The setting is New York but it feels like it's hell—or, at least, Hades. Through Travis Bickle's eyes, NYC is a sinful nightmare full of animals, terrible people bent on destroying innocence.

It's kind of a cliché to say that "[Name of place] is like a character in this movie!" but New York really is like a character in Taxi Driver. It's an evil, evil, sketchy character. In a sense, it's Travis Bickle's main antagonist, even more than Sport the pimp (since Sport just crystallizes everything Travis already hates about the city).

In the mid-1970's, when the movie was made, New York (and the rest of the country) were in the middle of a crime and murder wave. Time Square wasn't yet the family friendly home to the Bubba Gump Shrimp Company restaurant or the Hershey Chocolate store—it was basically a giant clot of porn theaters full of illegal activity (it was cleaned up in the early-mid nineties, and went from being one of the worst parts of the city to a part that's fairly safe). The fact that the movie was shot during a heat wave and a garbage workers' strike, with trash piling up on the streets, probably helped bring out the gritty horror and sense of total madness.

Racial Tension

Early in the movie, the personnel officer at the taxi company asks Travis if he's willing to drive in Harlem and the South Bronx—two high crime areas in the 1970's. Travis says he's willing to work "anytime, anywhere"—he'll go there. However, he goes there only to fuel his anger with the poverty and crime he witnesses.

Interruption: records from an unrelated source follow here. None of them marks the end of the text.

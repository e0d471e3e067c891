use chrono::{DateTime, Utc};
use serde::{Deserialize, Serialize};

/// One coin with its latest market snapshot, as served by the list and
/// detail endpoints.
#[derive(Debug, Clone, Serialize, Deserialize)]
pub struct MarketCoin {
    pub coin_id: String,
    pub symbol: String,
    pub name: String,
    pub current_price: f64,
    pub market_cap: f64,
    pub market_cap_rank: Option<i32>,
    pub fully_diluted_valuation: Option<f64>,
    pub total_volume: Option<f64>,
    pub high_24h: Option<f64>,
    pub low_24h: Option<f64>,
    pub price_change_24h: Option<f64>,
    pub price_change_percentage_24h: f64,
    pub market_cap_change_24h: Option<f64>,
    pub market_cap_change_percentage_24h: f64,
    pub circulating_supply: Option<f64>,
    pub total_supply: Option<f64>,
    pub max_supply: Option<f64>,
    pub ath: Option<f64>,
    pub ath_date: Option<DateTime<Utc>>,
    pub atl: Option<f64>,
    pub atl_date: Option<DateTime<Utc>>,
    pub image_path: Option<String>,
    pub last_updated_at: DateTime<Utc>,
}

#[derive(Debug, Clone, Serialize, Deserialize)]
pub struct CoinListResponse {
    pub coins: Vec<MarketCoin>,
    pub total: u64,
}

#[derive(Debug, Clone, Deserialize)]
pub struct CoinListQuery {
    pub limit: Option<u64>,
    pub offset: Option<u64>,
    pub sort_key: Option<String>,
    pub sort_order: Option<String>,
}

#[derive(Debug, Clone, Deserialize)]
pub struct TopQuery {
    pub limit: Option<u64>,
}

#[derive(Debug, Clone, Deserialize)]
pub struct GainersQuery {
    pub limit: Option<u64>,
    /// When present, only the requested side is populated.
    pub gainer: Option<bool>,
}

#[derive(Debug, Clone, Deserialize)]
pub struct SearchQuery {
    pub coin: String,
    pub limit: Option<u64>,
}

#[derive(Debug, Clone, Serialize, Deserialize)]
pub struct GainersLosersResponse {
    pub gainers: Vec<MarketCoin>,
    pub losers: Vec<MarketCoin>,
}

#[derive(Debug, Clone, Serialize, Deserialize)]
pub struct MarketSummaryResponse {
    pub total_coins: i64,
    pub total_market_cap: f64,
    pub total_volume_24h: f64,
    pub average_price: f64,
}
use axum::extract::State;
use axum::http::StatusCode;
use axum::Json;
use chrono::Utc;
use rust_decimal::prelude::ToPrimitive;
use rust_decimal::Decimal;
use sea_orm::{ActiveValue::NotSet, ColumnTrait, EntityTrait, QueryFilter, Set};
use std::collections::HashMap;

use crate::entities::{coins, portfolio, prelude::*, prices};
use crate::handlers::auth::AuthUser;
use crate::handlers::{db_error, to_f64};
use crate::models::common::ErrorResponse;
use crate::models::portfolio::{
    AddHoldingRequest, AddHoldingResponse, PortfolioEntryResponse, PortfolioResponse,
};
use crate::services::upsert;
use crate::AppState;

pub async fn get_portfolio(
    State(state): State<AppState>,
    user: AuthUser,
) -> Result<Json<PortfolioResponse>, (StatusCode, Json<ErrorResponse>)> {
    let holdings = Portfolio::find()
        .filter(portfolio::Column::UserId.eq(user.user_id))
        .all(&state.db)
        .await
        .map_err(db_error)?;

    if holdings.is_empty() {
        return Ok(Json(PortfolioResponse {
            holdings: vec![],
            total_value: 0.0,
        }));
    }

    let ids: Vec<String> = holdings.iter().map(|h| h.coin_id.clone()).collect();

    let coin_rows = Coins::find()
        .filter(coins::Column::CoinId.is_in(ids.clone()))
        .all(&state.db)
        .await
        .map_err(db_error)?;
    let coin_map: HashMap<String, coins::Model> = coin_rows
        .into_iter()
        .map(|c| (c.coin_id.clone(), c))
        .collect();

    let price_rows = Prices::find()
        .filter(prices::Column::CoinId.is_in(ids))
        .all(&state.db)
        .await
        .map_err(db_error)?;
    let price_map: HashMap<String, prices::Model> = price_rows
        .into_iter()
        .map(|p| (p.coin_id.clone(), p))
        .collect();

    let mut total_value = 0.0;
    let entries: Vec<PortfolioEntryResponse> = holdings
        .into_iter()
        .map(|holding| {
            let amount = to_f64(holding.amount);
            let coin = coin_map.get(&holding.coin_id);
            let price = price_map.get(&holding.coin_id);

            let current_price = price.map(|p| to_f64(p.current_price));
            let value = current_price.map(|p| p * amount);
            if let Some(v) = value {
                total_value += v;
            }

            PortfolioEntryResponse {
                coin_id: holding.coin_id,
                name: coin.map(|c| c.name.clone()),
                symbol: coin.map(|c| c.symbol.clone()),
                amount,
                current_price,
                value,
            }
        })
        .collect();

    Ok(Json(PortfolioResponse {
        holdings: entries,
        total_value,
    }))
}

pub async fn add_holding(
    State(state): State<AppState>,
    user: AuthUser,
    Json(payload): Json<AddHoldingRequest>,
) -> Result<(StatusCode, Json<AddHoldingResponse>), (StatusCode, Json<ErrorResponse>)> {
    let amount = Decimal::from_f64_retain(payload.amount)
        .filter(|a| *a > Decimal::ZERO)
        .ok_or_else(|| {
            (
                StatusCode::BAD_REQUEST,
                Json(ErrorResponse {
                    error: "Amount must be a positive number".to_string(),
                }),
            )
        })?;

    let coin_exists = Coins::find_by_id(payload.coin_id.as_str())
        .one(&state.db)
        .await
        .map_err(db_error)?
        .is_some();

    if !coin_exists {
        return Err((
            StatusCode::NOT_FOUND,
            Json(ErrorResponse {
                error: format!("Coin '{}' not found", payload.coin_id),
            }),
        ));
    }

    let entry = portfolio::ActiveModel {
        id: NotSet,
        user_id: Set(user.user_id),
        coin_id: Set(payload.coin_id.clone()),
        amount: Set(amount),
        created_at: Set(Utc::now()),
    };

    upsert::upsert_portfolio_entries(&state.db, vec![entry])
        .await
        .map_err(db_error)?;

    // Re-read so the response reflects the merged amount, not the delta.
    let merged = Portfolio::find()
        .filter(portfolio::Column::UserId.eq(user.user_id))
        .filter(portfolio::Column::CoinId.eq(&payload.coin_id))
        .one(&state.db)
        .await
        .map_err(db_error)?
        .map(|row| to_f64(row.amount))
        .unwrap_or_else(|| amount.to_f64().unwrap_or(0.0));

    Ok((
        StatusCode::CREATED,
        Json(AddHoldingResponse {
            coin_id: payload.coin_id,
            amount: merged,
        }),
    ))
}
//! Password hashing and bearer-token issuance.

use chrono::{Duration, Utc};
use jsonwebtoken::{DecodingKey, EncodingKey, Header, Validation, decode, encode};
use serde::{Deserialize, Serialize};

pub const TOKEN_LIFETIME_MINUTES: i64 = 60;

#[derive(Debug, Clone, Serialize, Deserialize)]
pub struct Claims {
    /// User id the token was issued for.
    pub sub: i32,
    pub username: String,
    /// Expiry as a unix timestamp, validated on decode.
    pub exp: i64,
}

pub fn hash_password(password: &str) -> Result<String, bcrypt::BcryptError> {
    bcrypt::hash(password, bcrypt::DEFAULT_COST)
}

pub fn verify_password(plain: &str, hashed: &str) -> bool {
    bcrypt::verify(plain, hashed).unwrap_or(false)
}

pub fn create_access_token(
    user_id: i32,
    username: &str,
    secret: &str,
) -> Result<String, jsonwebtoken::errors::Error> {
    let claims = Claims {
        sub: user_id,
        username: username.to_string(),
        exp: (Utc::now() + Duration::minutes(TOKEN_LIFETIME_MINUTES)).timestamp(),
    };

    encode(
        &Header::default(),
        &claims,
        &EncodingKey::from_secret(secret.as_bytes()),
    )
}

pub fn decode_access_token(
    token: &str,
    secret: &str,
) -> Result<Claims, jsonwebtoken::errors::Error> {
    decode::<Claims>(
        token,
        &DecodingKey::from_secret(secret.as_bytes()),
        &Validation::default(),
    )
    .map(|data| data.claims)
}

#[cfg(test)]
mod tests {
    use super::*;

    #[test]
    fn password_hash_verifies_roundtrip() {
        let hashed = hash_password("hunter2").unwrap();
        assert_ne!(hashed, "hunter2");
        assert!(verify_password("hunter2", &hashed));
        assert!(!verify_password("hunter3", &hashed));
    }

    #[test]
    fn verify_rejects_malformed_hash() {
        assert!(!verify_password("hunter2", "not-a-bcrypt-hash"));
    }

    #[test]
    fn access_token_roundtrip() {
        let token = create_access_token(42, "satoshi", "test-secret").unwrap();
        let claims = decode_access_token(&token, "test-secret").unwrap();

        assert_eq!(claims.sub, 42);
        assert_eq!(claims.username, "satoshi");
        assert!(claims.exp > Utc::now().timestamp());
    }

    #[test]
    fn token_with_wrong_secret_is_rejected() {
        let token = create_access_token(42, "satoshi", "test-secret").unwrap();
        assert!(decode_access_token(&token, "other-secret").is_err());
    }

    #[test]
    fn expired_token_is_rejected() {
        let claims = Claims {
            sub: 42,
            username: "satoshi".to_string(),
            // Well past the default decode leeway
            exp: (Utc::now() - Duration::minutes(10)).timestamp(),
        };
        let token = encode(
            &Header::default(),
            &claims,
            &EncodingKey::from_secret("test-secret".as_bytes()),
        )
        .unwrap();

        assert!(decode_access_token(&token, "test-secret").is_err());
    }
}
use sea_orm_migration::prelude::*;

#[derive(DeriveMigrationName)]
pub struct Migration;

#[async_trait::async_trait]
impl MigrationTrait for Migration {
    async fn up(&self, manager: &SchemaManager) -> Result<(), DbErr> {
        manager
            .create_table(
                Table::create()
                    .table(Coins::Table)
                    .if_not_exists()
                    .col(
                        ColumnDef::new(Coins::CoinId)
                            .string()
                            .not_null()
                            .primary_key(),
                    )
                    .col(
                        ColumnDef::new(Coins::Symbol)
                            .string()
                            .not_null(),
                    )
                    .col(
                        ColumnDef::new(Coins::Name)
                            .string()
                            .not_null(),
                    )
                    .to_owned(),
            )
            .await?;

        // Create index for fast symbol lookups
        manager
            .create_index(
                Index::create()
                    .name("idx_coins_symbol")
                    .table(Coins::Table)
                    .col(Coins::Symbol)
                    .to_owned(),
            )
            .await?;

        Ok(())
    }

    async fn down(&self, manager: &SchemaManager) -> Result<(), DbErr> {
        manager
            .drop_table(Table::drop().table(Coins::Table).to_owned())
            .await
    }
}

#[derive(DeriveIden)]
enum Coins {
    Table,
    CoinId,
    Symbol,
    Name,
}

For instance, there's a scene where he sees some kids harassing a woman in one of these areas. We also hear some out-and-out racism in the way the other taxi drivers talk—when Travis says that a driver got cut up at 122nd street (which is in Harlem) Wizard responds, "f***in' Mau Mau land." (The Mau Mau Uprising was a rebellion in Kenya in which African rebels killed British colonists.)

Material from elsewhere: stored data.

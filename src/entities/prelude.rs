pub use super::coins::Entity as Coins;
pub use super::historical_prices::Entity as HistoricalPrices;
pub use super::ohlc_prices::Entity as OhlcPrices;
pub use super::portfolio::Entity as Portfolio;
pub use super::prices::Entity as Prices;
pub use super::users::Entity as Users;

In the original script, Travis was essentially a racist—everyone he killed in the final scene, including Sport, was supposed to be black. However, Scorsese wisely changed this, in order to avoid the impression that the movie itself had a racist message. Nonetheless, we can still see elements of this in Travis' attitudes towards the African-American parts of New York—like when he gets distracted by some African-American pimps in the diner where he's hanging out with the other taxi drivers and stares at them.

An Open Sewer

Locations in Time Square are also featured in the movie. Travis drives by the Terminal Bar—a famously rough dive bar—and hangs out in Time Square porn theaters. (He tries to hit on the concession girl at one of these theaters, but we get the sense that she has to deal with guys like this all the time.)

None of these locations inspires any genuine affection in Travis, obviously—especially because the porno theater date turns out to be the nail in the coffin of Travis' and Betsy's fledgling relationship. The effect of these neon-lit mini-settings is to add to the sense of desperation and emptiness that pervades the movie.

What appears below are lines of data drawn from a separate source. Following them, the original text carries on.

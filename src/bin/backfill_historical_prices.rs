//! One-shot backfill of the historical and OHLC series for the top coins.
//!
//! Runs the same sync cycles the server schedules, then exits. Useful for
//! seeding a fresh database before the first scheduled tick.

use sea_orm::Database;
use tracing_subscriber::layer::SubscriberExt;
use tracing_subscriber::util::SubscriberInitExt;

use cryptofolio_backend::config::AppConfig;
use cryptofolio_backend::jobs::{historical_sync, ohlc_sync};
use cryptofolio_backend::services::coingecko::CoinGeckoService;

#[tokio::main]
async fn main() -> Result<(), Box<dyn std::error::Error + Send + Sync>> {
    // Initialize tracing
    tracing_subscriber::registry()
        .with(
            tracing_subscriber::EnvFilter::try_from_default_env()
                .unwrap_or_else(|_| "info,sqlx=warn".into()),
        )
        .with(tracing_subscriber::fmt::layer())
        .init();

    // Load environment variables
    dotenvy::dotenv().ok();
    let config = AppConfig::from_env()?;

    let db = Database::connect(&config.database_url).await?;

    let coingecko = CoinGeckoService::new(config.coingecko_api_key, config.coingecko_base_url);

    tracing::info!("Starting historical prices backfill...");
    historical_sync::sync_historical_prices(&db, &coingecko).await?;

    tracing::info!("Starting OHLC backfill...");
    ohlc_sync::sync_ohlc_prices(&db, &coingecko).await?;

    tracing::info!("Backfill complete");

    Ok(())
}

Travis' apartment is another location in the movie that heightens a sense of despair and emptiness. It's small, but, hey, that could describe pretty much any apartment in NYC, and totally bleak. Also, the room where he visits Iris has an unusual vibe—it's technically not very nice at all, but it has lots of candles burning in it. Maybe this is because Travis views Iris as an almost religious symbol of abandoned innocence?

Travis sums up his feelings about his environment in a speech he gives when he picks Charles Palantine up in his cab:

"Whatever it is, you should clean up this city here, because this city here is like an open sewer you know. It's full of filth and scum. And sometimes I can hardly take it. Whatever-whoever becomes the President should just [Travis honks the horn] really clean it up. You know what I mean? Sometimes I go out and I smell it, I get headaches it's so bad, you know... They just never go away you know... It's like... I think that the President should just clean up this whole mess here. You should just flush it right down the f***in' toilet."

That's how Travis feels about his environment—it's an abomination, and there's no solution but to destroy it. By the time the movie ends, there's no real indication that he feels any different.